5. The Dalai Lama, the exiled Tibetan spiritual leader who won the prize in 1989, highlighted the grass-roots Chinese push for political reform in a statement praising Mr. Liu, saying that “future generations of Chinese will be able to enjoy the fruits of the efforts that the current Chinese citizens are making towards responsible governance.” Yet the Dalai Lama stands as proof that the struggle for rights in China is a hard one, and that winning the Nobel is no guarantee of achieving even minimal success.

Quote number one comes from Dahramsala or wherever his Holiness is raising funds at the moment.   The Dalai Lama does of course have a right to talk about China’s legal future, and the struggle for individual rights, but Wong’s verdict is just overly didactic.   Obviously, the Dalai Lama has a good and reasonably uncritical friend in the New York Times.  Just as clumsy Global Times front page articles that call the Dalai Lama a “jackal” need to be criticized, the type of hagiographical serial worship that Wong applies to the Dalai Lama need similar rebuke.  Why the first quote and the explication of inspiration?  This belongs at the back of the article, and overly didactic news writing that is actually editorial belongs in the op-ed pages.

6. Nevertheless, the number of signatures on Charter 08, the document that Mr. Liu co-drafted that calls for gradually increasing constitutional rights, shows that at the very least, there is an appetite in this country to openly discuss the kind of values that hard-line Communist Party leaders dismiss as a new brand of Western imperialism.

Which is why Wen Jiabao is doing that.  (Update: China Media Project has a good takedown on Wen Jiabao’s sincerity towards liberalization.) But one has to read the French press to get a full look at Wen.  The analysis of “a new brand of Western imperialism” is right on the mark, however.  And keeping in mind that China needs to remain friends with nearby North Korea, these kind of denunciations have more than just domestic use.

7. The 300 initial signatures on the document snowballed to 10,000 as it spread on the Internet, even as the government tried its best to stamp it out. Certainly many of those who signed it were intellectuals, not exactly representative of most Chinese, but China has a rich history of political reform led by its elites. Chinese lawyers, journalists, scholars, artists, policy advisers — many among them will be heartened by the Nobel Committee’s decision.
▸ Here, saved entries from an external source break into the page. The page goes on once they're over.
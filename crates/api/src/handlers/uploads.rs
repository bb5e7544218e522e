//! Handlers for the upload-job resource.
//!
//! Job creation, status reads, listing, and the client-issued direct
//! cancellation. Processing itself lives in
//! [`process`](crate::handlers::process).

use axum::extract::{Path, State};
use axum::http::StatusCode;
use axum::Json;
use serde::{Deserialize, Serialize};
use validator::Validate;

use gala_core::error::CoreError;
use gala_core::types::{DbId, Timestamp};
use gala_db::models::upload_job::{CreateUploadJob, EntryError, UploadJob};
use gala_db::repositories::UploadJobRepo;
use gala_events::JobEvent;

use crate::auth::ROLE_ADMIN;
use crate::error::{AppError, AppResult};
use crate::middleware::auth::AuthUser;
use crate::response::DataResponse;
use crate::state::AppState;

/// Request body for creating an upload job. The archive itself was
/// already placed in temporary storage by the client.
#[derive(Debug, Deserialize, Validate)]
pub struct CreateUploadRequest {
    /// Key of the uploaded archive in the archive bucket.
    #[validate(length(min = 1, max = 512))]
    pub archive_path: String,
    /// Original file name of the archive as picked by the user.
    #[validate(length(min = 1, max = 255))]
    pub archive_name: String,
    /// Archive size in bytes as reported by the client.
    #[validate(range(min = 1))]
    pub archive_size_bytes: i64,
}

/// Public view of an upload job.
#[derive(Debug, Serialize)]
pub struct UploadJobResponse {
    pub id: DbId,
    pub event_id: DbId,
    pub owner_id: DbId,
    /// Status name, e.g. `"processing"`.
    pub status: String,
    pub archive_name: String,
    pub archive_size_bytes: i64,
    pub total_photos: Option<i32>,
    pub processed_photos: i32,
    pub failed_photos: i32,
    /// Number of entries in the persisted resume checkpoint.
    pub checkpointed_entries: usize,
    pub entry_errors: Vec<EntryError>,
    pub error_message: Option<String>,
    pub created_at: Timestamp,
    pub started_at: Option<Timestamp>,
    pub completed_at: Option<Timestamp>,
}

impl From<UploadJob> for UploadJobResponse {
    fn from(job: UploadJob) -> Self {
        let status = job
            .status()
            .map(|s| s.name().to_string())
            .unwrap_or_else(|| "unknown".to_string());
        Self {
            status,
            checkpointed_entries: job.entries().len(),
            entry_errors: job.errors(),
            id: job.id,
            event_id: job.event_id,
            owner_id: job.owner_id,
            archive_name: job.archive_name,
            archive_size_bytes: job.archive_size_bytes,
            total_photos: job.total_photos,
            processed_photos: job.processed_photos,
            failed_photos: job.failed_photos,
            error_message: job.error_message,
            created_at: job.created_at,
            started_at: job.started_at,
            completed_at: job.completed_at,
        }
    }
}

/// Reject users that neither own the job nor hold the admin role.
fn authorize(user: &AuthUser, job: &UploadJob) -> Result<(), AppError> {
    if user.user_id == job.owner_id || user.role == ROLE_ADMIN {
        Ok(())
    } else {
        Err(AppError::Core(CoreError::Forbidden(
            "Not the owner of this upload job".into(),
        )))
    }
}

/// POST /api/v1/events/{event_id}/uploads
///
/// Create a job in `pending` for an archive already sitting in temporary
/// storage. Processing starts with the first call to the processor
/// endpoint.
pub async fn create(
    State(state): State<AppState>,
    Path(event_id): Path<DbId>,
    user: AuthUser,
    Json(input): Json<CreateUploadRequest>,
) -> AppResult<(StatusCode, Json<DataResponse<UploadJobResponse>>)> {
    input
        .validate()
        .map_err(|e| AppError::BadRequest(e.to_string()))?;

    let job = UploadJobRepo::create(
        &state.pool,
        &CreateUploadJob {
            event_id,
            owner_id: user.user_id,
            archive_path: input.archive_path,
            archive_name: input.archive_name,
            archive_size_bytes: input.archive_size_bytes,
        },
    )
    .await?;

    tracing::info!(job_id = job.id, event_id, owner_id = user.user_id, "Upload job created");

    Ok((
        StatusCode::CREATED,
        Json(DataResponse { data: job.into() }),
    ))
}

/// GET /api/v1/uploads/{id}
pub async fn get_by_id(
    State(state): State<AppState>,
    Path(id): Path<DbId>,
    user: AuthUser,
) -> AppResult<Json<DataResponse<UploadJobResponse>>> {
    let job = UploadJobRepo::find_by_id(&state.pool, id)
        .await?
        .ok_or(AppError::Core(CoreError::NotFound {
            entity: "UploadJob",
            id,
        }))?;
    authorize(&user, &job)?;
    Ok(Json(DataResponse { data: job.into() }))
}

/// GET /api/v1/events/{event_id}/uploads
///
/// Admins see every job for the event; everyone else only their own.
pub async fn list_by_event(
    State(state): State<AppState>,
    Path(event_id): Path<DbId>,
    user: AuthUser,
) -> AppResult<Json<DataResponse<Vec<UploadJobResponse>>>> {
    let jobs = UploadJobRepo::list_by_event(&state.pool, event_id).await?;
    let visible: Vec<UploadJobResponse> = jobs
        .into_iter()
        .filter(|job| user.role == ROLE_ADMIN || job.owner_id == user.user_id)
        .map(UploadJobResponse::from)
        .collect();
    Ok(Json(DataResponse { data: visible }))
}

/// POST /api/v1/uploads/{id}/cancel
///
/// The one status write that bypasses the orchestrator: a conditional
/// update restricted to non-terminal jobs. An in-flight invocation
/// observes the new status at its next batch boundary and stops.
pub async fn cancel(
    State(state): State<AppState>,
    Path(id): Path<DbId>,
    user: AuthUser,
) -> AppResult<Json<DataResponse<UploadJobResponse>>> {
    let job = UploadJobRepo::find_by_id(&state.pool, id)
        .await?
        .ok_or(AppError::Core(CoreError::NotFound {
            entity: "UploadJob",
            id,
        }))?;
    authorize(&user, &job)?;

    let cancelled = UploadJobRepo::cancel(&state.pool, id).await?;
    if !cancelled {
        return Err(AppError::Core(CoreError::Conflict(
            "Upload job already finished".into(),
        )));
    }

    let job = UploadJobRepo::find_by_id(&state.pool, id)
        .await?
        .ok_or(AppError::Core(CoreError::NotFound {
            entity: "UploadJob",
            id,
        }))?;

    tracing::info!(job_id = id, user_id = user.user_id, "Upload job cancelled");
    state.event_bus.publish(
        JobEvent::new(job.id, job.event_id, job.owner_id, "cancelled").with_progress(
            job.total_photos,
            job.processed_photos,
            job.failed_photos,
        ),
    );

    Ok(Json(DataResponse { data: job.into() }))
}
Yes, elites have a history of leading Chinese public opinion; and “heartened” is probably true, but again, it really feels that this sentence is op-ed style.  Of course there is no public opinion poll in China…it’s worth noting that the news is widely available in China, not trying to block its diffusion in foreign languages.  As a mere point of fact, the NYT used to be blocked in Chinese internet completely, now it isn’t.

8. The Internet, the vehicle that carried Charter 08 to prominence, simmered with Chinese support for Mr. Liu early Friday night despite extensive government filtering. Liu Xiaobo was the most common topic on’s Weibo, a popular microblog forum. Microbloggers burned with enthusiasm for the prize and hurled invective at the government: “Political reform and the Nobel Prize, is this a new start? This day has finally come,” wrote a user named Nan Zhimo. Another user, Hei Zechuan, said, “The first real Chinese Nobel Prize winner has emerged, but he is still in prison right now; what a bittersweet event.”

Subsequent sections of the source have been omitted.